Our featured photograph this week is the oldest Christmas card I have, dating back to 1904. The central scene on the card shows the old Toll House on Wakefield Road opposite the Corn Mill. Sadly it is worth very little, but a very interesting piece of local history. This particular Christmas card was sent with the compliments of Henry Sugden and his wife at the turn of the century to Mrs Stott of ‘Elm Wood Villa’, Bradford Road and shown as having been through the post at 11.15am December 23rd - Mr Sugden was leaving it a bit late.
This was just four years after the new post office in Park Street was opened. On the day the new post office opened there were 18 wall-boxes and 103 collections each day, and additional post offices had been opened in many of the surrounding communities.
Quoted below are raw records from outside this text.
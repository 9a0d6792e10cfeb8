//! Contact-mode encoding.
//!
//! A mode number is a bitmask over the four contact points, most significant
//! bit first:
//!
//! ```text
//! bit 3: LF   bit 2: RF   bit 1: LH   bit 0: RH
//! ```
//!
//! A set bit means the leg is in stance. `STANCE` (15) is full contact and
//! `FLY` (0) has every leg in the air.

use crate::types::NUM_CONTACT_POINTS;

/// Opaque mode tag encoding which legs are in contact.
pub type ModeNumber = usize;

/// Per-leg stance flags in leg order (LF, RF, LH, RH).
pub type ContactFlags = [bool; NUM_CONTACT_POINTS];

pub const FLY: ModeNumber = 0b0000;
pub const RH: ModeNumber = 0b0001;
pub const LH: ModeNumber = 0b0010;
pub const LH_RH: ModeNumber = 0b0011;
pub const RF: ModeNumber = 0b0100;
pub const RF_RH: ModeNumber = 0b0101;
pub const RF_LH: ModeNumber = 0b0110;
pub const RF_LH_RH: ModeNumber = 0b0111;
pub const LF: ModeNumber = 0b1000;
pub const LF_RH: ModeNumber = 0b1001;
pub const LF_LH: ModeNumber = 0b1010;
pub const LF_LH_RH: ModeNumber = 0b1011;
pub const LF_RF: ModeNumber = 0b1100;
pub const LF_RF_RH: ModeNumber = 0b1101;
pub const LF_RF_LH: ModeNumber = 0b1110;
pub const STANCE: ModeNumber = 0b1111;

/// Mode used wherever no gait has been scheduled.
pub const DEFAULT_MODE: ModeNumber = STANCE;

const fn leg_bit(leg: usize) -> ModeNumber {
    1 << (NUM_CONTACT_POINTS - 1 - leg)
}

/// Decode a mode number into per-leg stance flags.
pub const fn mode_number_to_contact_flags(mode: ModeNumber) -> ContactFlags {
    let mut flags = [false; NUM_CONTACT_POINTS];
    let mut leg = 0;
    while leg < NUM_CONTACT_POINTS {
        flags[leg] = mode & leg_bit(leg) != 0;
        leg += 1;
    }
    flags
}

/// Encode per-leg stance flags into a mode number.
pub const fn contact_flags_to_mode_number(flags: &ContactFlags) -> ModeNumber {
    let mut mode = 0;
    let mut leg = 0;
    while leg < NUM_CONTACT_POINTS {
        if flags[leg] {
            mode |= leg_bit(leg);
        }
        leg += 1;
    }
    mode
}

/// Number of legs in stance.
pub fn stance_leg_count(flags: &ContactFlags) -> usize {
    flags.iter().filter(|&&c| c).count()
}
Has the number of Christmas cards gone down as the postage has gone up ? The Greeting Card Association figures for 2015 estimate 900 million Christmas cards were sold in boxes and packs worth around £200m, as well as millions of cards bought from online operators. Last year the UK public spent more on all greeting cards than ever before – taking the market value up to a value of £1.7 billion. The total retail value of single cards sales in the UK stood at £1.5 billion in 2015, with 880 million single cards being sold in this period. When compared with 2014, value is up 5%.
Greeting cards of all kinds are obviously still big business - some of those old ones you have tucked away in the dark corners of cupboards I should keep them - you never know what a collector might pay you for the right ones....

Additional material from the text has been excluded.